**The problem**. Beginning with the first line of the data below, set down each line exactly through the line that contains "use animat_physics::rapier::RapierBackend;".
*** Data for analysis ***
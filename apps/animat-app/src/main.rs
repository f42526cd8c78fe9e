//! Animat simulation CLI.
//!
//! Provides two modes of operation:
//! - `run`: Simulate a salamander headless on the rapier backend
//! - `info`: Print the joint and link naming table of a body plan

use std::path::{Path, PathBuf};
use std::process::ExitCode;

use clap::{Parser, Subcommand};
use tracing::{error, info};
use tracing_subscriber::EnvFilter;

use animat_control::dispatch::ControlledAnimat;
use animat_control::partition::ControlPartition;
use animat_core::config::AnimatConfig;
use animat_core::error::AnimatError;
use animat_core::types::{BASE_LINK, ControlMode};
use animat_physics::rapier::RapierBackend;
use animat_sim::{SalamanderBuilder, Simulation, salamander_controller};

// ---------------------------------------------------------------------------
// CLI
// ---------------------------------------------------------------------------

/// Articulated animat simulation.
#[derive(Parser)]
#[command(version, about)]
struct Cli {
    /// TOML configuration file. Defaults apply when omitted.
    #[arg(short, long, global = true)]
    config: Option<PathBuf>,

    #[command(subcommand)]
    command: Option<Commands>,
}

#[derive(Subcommand)]
enum Commands {
    /// Simulate a salamander headless and print a summary.
    Run {
        /// Number of steps. Defaults to the configured duration.
        #[arg(short = 'n', long)]
        steps: Option<u64>,

        /// Ground friction coefficient.
        #[arg(long, default_value_t = 1.0)]
        ground_friction: f32,

        /// Run without a ground plane.
        #[arg(long)]
        no_ground: bool,
    },

    /// Print the joint and link naming table.
    Info,
}

// ---------------------------------------------------------------------------
// Mode implementations
// ---------------------------------------------------------------------------

fn load_config(path: Option<&Path>) -> Result<AnimatConfig, AnimatError> {
    let config = match path {
        Some(path) => {
            info!(path = %path.display(), "Loading configuration");
            AnimatConfig::from_file(path)?
        }
        None => AnimatConfig::default(),
    };
    Ok(config)
}

fn run(
    config: &AnimatConfig,
    steps: Option<u64>,
    ground_friction: f32,
    no_ground: bool,
) -> Result<(), AnimatError> {
    let mut backend = RapierBackend::from_config(&config.simulation);
    if !no_ground {
        backend.add_ground_plane(ground_friction);
    }

    let mut sim = Simulation::new(backend, &config.simulation);
    let animat = SalamanderBuilder::from_config(config).spawn(sim.backend_mut())?;
    animat.log_information(sim.backend())?;
    animat.log_dynamics_info(sim.backend(), None)?;
    let total_mass = animat.total_mass(sim.backend())?;
    let body = animat.identity();

    let controller = salamander_controller(config)?;
    sim.add_model(ControlledAnimat::new(animat, Box::new(controller))?);

    let taken = match steps {
        Some(n) => sim.run(n)?,
        None => sim.run_to_end()?,
    };

    let head = sim.backend().link_position(body, BASE_LINK)?;
    println!("steps={taken}, time={:.3}s, mass={total_mass:.4}kg", sim.time());
    println!("head position: [{:.4}, {:.4}, {:.4}]", head.x, head.y, head.z);
    Ok(())
}

fn run_info(config: &AnimatConfig) -> Result<(), AnimatError> {
    let plan = config.body_plan.plan();
    let joints = plan.joint_names();
    let partition = ControlPartition::from_config(joints.iter().map(String::as_str), &config.control)?;

    println!("animat v{}", env!("CARGO_PKG_VERSION"));
    println!();
    println!(
        "body plan: {} body joints, {} leg pairs, {} dof per leg",
        plan.n_body_joints, plan.n_legs, plan.n_legs_dof
    );
    println!(
        "{} joints, {} links, {} oscillators",
        plan.n_joints(),
        plan.n_links(),
        plan.n_oscillators()
    );

    println!();
    println!("joints:");
    for (index, name) in joints.iter().enumerate() {
        let mode = partition.mode_of(name).unwrap_or(ControlMode::Position);
        let group = partition.joints(mode);
        let max_torque = group
            .iter()
            .position(|j| j == name)
            .map_or(0.0, |i| partition.max_torques(mode)[i]);
        println!("  {index:>3}  {name:<24} {:<8} {max_torque:>8.3}", mode.as_str());
    }

    println!();
    println!("links:");
    for (index, name) in plan.link_names().iter().enumerate() {
        #[allow(clippy::cast_possible_wrap)]
        let identity = index as i64 + i64::from(BASE_LINK);
        println!("  {identity:>3}  {name}");
    }
    Ok(())
}

// ---------------------------------------------------------------------------
// main
// ---------------------------------------------------------------------------

fn main() -> ExitCode {
    tracing_subscriber::fmt()
        .with_env_filter(
            EnvFilter::try_from_default_env().unwrap_or_else(|_| EnvFilter::new("info")),
        )
        .init();

    let cli = Cli::parse();
    let result = load_config(cli.config.as_deref()).and_then(|config| match cli.command {
        Some(Commands::Run {
            steps,
            ground_friction,
            no_ground,
        }) => run(&config, steps, ground_friction, no_ground),
        Some(Commands::Info) | None => run_info(&config),
    });

    match result {
        Ok(()) => ExitCode::SUCCESS,
        Err(err) => {
            error!(%err, "animat failed");
            ExitCode::FAILURE
        }
    }
}
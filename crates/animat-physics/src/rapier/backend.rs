//! [`RapierBackend`]: concrete physics backend using raw `rapier3d`.

use animat_core::config::SimConfig;
use animat_core::error::BackendError;
use animat_core::types::{BodyId, ControlMode, JointIndex, JointKind, LinkIndex};
use bevy::math::Vec3;
use rapier3d::prelude::{ColliderBuilder, JointAxis, RigidBodyBuilder};
use tracing::debug;

use crate::backend::{
    DynamicsInfo, DynamicsUpdate, JointInfo, JointState, MotorTargets, PhysicsBackend,
};
use crate::model::MultiBodyModel;

use super::bridge::{interaction_groups, mass_properties, register_model};
use super::context::{RapierBody, RapierContext, RapierJoint};

/// Spring gain of the position servo.
pub const DEFAULT_POSITION_GAIN: f32 = 100.0;
/// Damping gain of the position and velocity servos.
pub const DEFAULT_VELOCITY_GAIN: f32 = 1.0;

/// Raw rapier3d physics backend.
///
/// Position and velocity modes use rapier's force-based joint motors with
/// the command's force limit. Torque mode uses the motor trick: a huge
/// target velocity clamped to the desired torque magnitude.
pub struct RapierBackend {
    context: RapierContext,
    position_gain: f32,
    velocity_gain: f32,
}

impl RapierBackend {
    /// Create an empty world with given gravity and timestep.
    pub fn new(gravity: Vec3, dt: f32) -> Self {
        Self {
            context: RapierContext::new(gravity, dt),
            position_gain: DEFAULT_POSITION_GAIN,
            velocity_gain: DEFAULT_VELOCITY_GAIN,
        }
    }

    /// Create a world from gravity and timestep in [`SimConfig`].
    pub fn from_config(config: &SimConfig) -> Self {
        #[allow(clippy::cast_possible_truncation)]
        let dt = config.timestep as f32;
        Self::new(Vec3::from_array(config.gravity), dt)
    }

    /// Servo gains used by position and velocity commands.
    #[must_use]
    pub const fn with_gains(mut self, position_gain: f32, velocity_gain: f32) -> Self {
        self.position_gain = position_gain;
        self.velocity_gain = velocity_gain;
        self
    }

    /// Add a fixed ground slab whose top face is the plane `z = 0`.
    pub fn add_ground_plane(&mut self, friction: f32) {
        let ctx = &mut self.context;
        let ground = RigidBodyBuilder::fixed()
            .translation(Vec3::new(0.0, 0.0, -0.05))
            .build();
        let handle = ctx.rigid_body_set.insert(ground);
        let collider = ColliderBuilder::cuboid(50.0, 50.0, 0.05)
            .friction(friction)
            .restitution(0.0)
            .build();
        ctx.collider_set
            .insert_with_parent(collider, handle, &mut ctx.rigid_body_set);
    }

    /// Read-only access to the rapier state.
    #[must_use]
    pub const fn context(&self) -> &RapierContext {
        &self.context
    }

    /// World position of link `link` of `body`.
    pub fn link_position(&self, body: BodyId, link: LinkIndex) -> Result<Vec3, BackendError> {
        let rb = self.body(body)?;
        let slot = rb
            .slot(link)
            .ok_or(BackendError::LinkOutOfRange { body, index: link })?;
        self.context
            .rigid_body_set
            .get(rb.bodies[slot])
            .map(|b| b.position().translation)
            .ok_or_else(|| BackendError::CommandFailed(format!("missing rigid body for {body}")))
    }

    fn body(&self, body: BodyId) -> Result<&RapierBody, BackendError> {
        usize::try_from(body.raw())
            .ok()
            .and_then(|i| self.context.bodies.get(i))
            .ok_or(BackendError::UnknownBody(body))
    }

    fn body_mut(&mut self, body: BodyId) -> Result<&mut RapierBody, BackendError> {
        usize::try_from(body.raw())
            .ok()
            .and_then(|i| self.context.bodies.get_mut(i))
            .ok_or(BackendError::UnknownBody(body))
    }

    fn joint(&self, body: BodyId, joint: JointIndex) -> Result<&RapierJoint, BackendError> {
        let rb = self.body(body)?;
        usize::try_from(joint)
            .ok()
            .and_then(|j| rb.joints.get(j))
            .ok_or(BackendError::JointOutOfRange {
                body,
                index: joint,
                count: rb.joints.len(),
            })
    }
}

impl PhysicsBackend for RapierBackend {
    fn name(&self) -> &str {
        "rapier3d"
    }

    fn create_multi_body(&mut self, model: &MultiBodyModel) -> Result<BodyId, BackendError> {
        let id = u32::try_from(self.context.bodies.len())
            .map(BodyId)
            .map_err(|_| BackendError::Unsupported("too many bodies".into()))?;
        let body = register_model(&mut self.context, model)?;
        debug!(body = %id, name = %body.name, links = body.bodies.len(), "Registered multi-body");
        self.context.bodies.push(body);
        Ok(id)
    }

    fn joint_count(&self, body: BodyId) -> Result<usize, BackendError> {
        Ok(self.body(body)?.joints.len())
    }

    fn joint_info(&self, body: BodyId, joint: JointIndex) -> Result<JointInfo, BackendError> {
        let rb = self.body(body)?;
        let j = self.joint(body, joint)?;
        let mut info = j.info.clone();
        // Joint damping lives in the child link's dynamics record.
        if let Some(slot) = rb.slot(joint) {
            info.damping = rb.dynamics[slot].joint_damping;
        }
        Ok(info)
    }

    fn dynamics_info(&self, body: BodyId, link: LinkIndex) -> Result<DynamicsInfo, BackendError> {
        let rb = self.body(body)?;
        rb.slot(link)
            .map(|slot| rb.dynamics[slot].clone())
            .ok_or(BackendError::LinkOutOfRange { body, index: link })
    }

    fn joint_state(&self, body: BodyId, joint: JointIndex) -> Result<JointState, BackendError> {
        Ok(self.joint(body, joint)?.state)
    }

    fn set_motor_targets(
        &mut self,
        body: BodyId,
        targets: &MotorTargets<'_>,
    ) -> Result<(), BackendError> {
        targets.validate()?;
        let (kp, kd) = (self.position_gain, self.velocity_gain);
        let ctx = &mut self.context;
        let rb = usize::try_from(body.raw())
            .ok()
            .and_then(|i| ctx.bodies.get_mut(i))
            .ok_or(BackendError::UnknownBody(body))?;

        // Resolve every index before touching a motor.
        let count = rb.joints.len();
        let slots = targets
            .joint_indices
            .iter()
            .map(|&index| {
                usize::try_from(index)
                    .ok()
                    .filter(|&j| j < count)
                    .ok_or(BackendError::JointOutOfRange { body, index, count })
            })
            .collect::<Result<Vec<_>, _>>()?;

        for (i, j) in slots.into_iter().enumerate() {
            let joint = &mut rb.joints[j];
            if !joint.info.kind.is_actuated() {
                continue;
            }
            let axis = if joint.info.kind == JointKind::Prismatic {
                JointAxis::LinX
            } else {
                JointAxis::AngX
            };
            let force = MotorTargets::value(targets.forces, i, 0.0);
            let joint_damping = rb.dynamics[j + 1].joint_damping;
            let Some(rapier_joint) = ctx.impulse_joint_set.get_mut(joint.handle, true) else {
                return Err(BackendError::CommandFailed(format!(
                    "missing rapier joint {}",
                    joint.info.name
                )));
            };

            match targets.mode {
                ControlMode::Position => {
                    let target = MotorTargets::value(targets.target_positions, i, 0.0);
                    let velocity = MotorTargets::value(targets.target_velocities, i, 0.0);
                    rapier_joint.data.set_motor(axis, target, velocity, kp, kd);
                    rapier_joint.data.set_motor_max_force(axis, force.abs());
                    joint.state.applied_torque = 0.0;
                }
                ControlMode::Velocity => {
                    let velocity = MotorTargets::value(targets.target_velocities, i, 0.0);
                    rapier_joint.data.set_motor(axis, 0.0, velocity, 0.0, kd);
                    rapier_joint.data.set_motor_max_force(axis, force.abs());
                    joint.state.applied_torque = 0.0;
                }
                ControlMode::Torque => {
                    // Passive joint damping opposes the last measured velocity.
                    let t = force - joint_damping * joint.state.velocity;
                    if t.abs() > 1e-10 {
                        rapier_joint.data.set_motor(axis, 0.0, t.signum() * 1e10, 0.0, 1.0);
                        rapier_joint.data.set_motor_max_force(axis, t.abs());
                    } else {
                        // Zero torque: fully disable motor so DOF is free.
                        rapier_joint.data.set_motor(axis, 0.0, 0.0, 0.0, 0.0);
                        rapier_joint.data.set_motor_max_force(axis, 0.0);
                    }
                    joint.state.applied_torque = t;
                }
            }
        }
        Ok(())
    }

    fn set_dynamics(
        &mut self,
        body: BodyId,
        link: LinkIndex,
        update: &DynamicsUpdate,
    ) -> Result<(), BackendError> {
        let ctx = &mut self.context;
        let rb = usize::try_from(body.raw())
            .ok()
            .and_then(|i| ctx.bodies.get_mut(i))
            .ok_or(BackendError::UnknownBody(body))?;
        let slot = rb
            .slot(link)
            .ok_or(BackendError::LinkOutOfRange { body, index: link })?;

        let info = &mut rb.dynamics[slot];
        if let Some(mass) = update.mass {
            // Keep the shape of the inertia tensor, rescale it with the mass.
            let ratio = if info.mass > 0.0 { mass / info.mass } else { 0.0 };
            for moment in &mut info.local_inertia_diagonal {
                *moment *= ratio;
            }
        }
        update.apply_to(info);

        if let Some(rigid_body) = ctx.rigid_body_set.get_mut(rb.bodies[slot]) {
            if update.mass.is_some() {
                rigid_body.set_additional_mass_properties(mass_properties(info), true);
            }
            if let Some(damping) = update.linear_damping {
                rigid_body.set_linear_damping(damping);
            }
            if let Some(damping) = update.angular_damping {
                rigid_body.set_angular_damping(damping);
            }
        }
        if let Some(collider) = ctx.collider_set.get_mut(rb.colliders[slot]) {
            if let Some(friction) = update.lateral_friction {
                collider.set_friction(friction);
            }
            if let Some(restitution) = update.restitution {
                collider.set_restitution(restitution);
            }
        }
        Ok(())
    }

    fn set_collision_filter(
        &mut self,
        body: BodyId,
        link: LinkIndex,
        group: u32,
        mask: u32,
    ) -> Result<(), BackendError> {
        let handle = {
            let rb = self.body_mut(body)?;
            let slot = rb
                .slot(link)
                .ok_or(BackendError::LinkOutOfRange { body, index: link })?;
            rb.colliders[slot]
        };
        let collider = self.context.collider_set.get_mut(handle).ok_or_else(|| {
            BackendError::CommandFailed(format!("missing collider for link {link} of {body}"))
        })?;
        collider.set_collision_groups(interaction_groups(group, mask));
        Ok(())
    }

    fn step_simulation(&mut self) -> Result<(), BackendError> {
        self.context.step();
        self.context.read_joint_states();
        Ok(())
    }
}

// ---------------------------------------------------------------------------
// Tests
// ---------------------------------------------------------------------------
*** End of Data for analysis ***
**Answer for this exercise**.
filename apps/animat-app/src/main.rs
repository f42526cd8c78fe9e
//! Animat simulation CLI.
//!
//! Provides two modes of operation:
//! - `run`: Simulate a salamander headless on the rapier backend
//! - `info`: Print the joint and link naming table of a body plan

use std::path::{Path, PathBuf};
use std::process::ExitCode;

use clap::{Parser, Subcommand};
use tracing::{error, info};
use tracing_subscriber::EnvFilter;

use animat_control::dispatch::ControlledAnimat;
use animat_control::partition::ControlPartition;
use animat_core::config::AnimatConfig;
use animat_core::error::AnimatError;
use animat_core::types::{BASE_LINK, ControlMode};
use animat_physics::rapier::RapierBackend;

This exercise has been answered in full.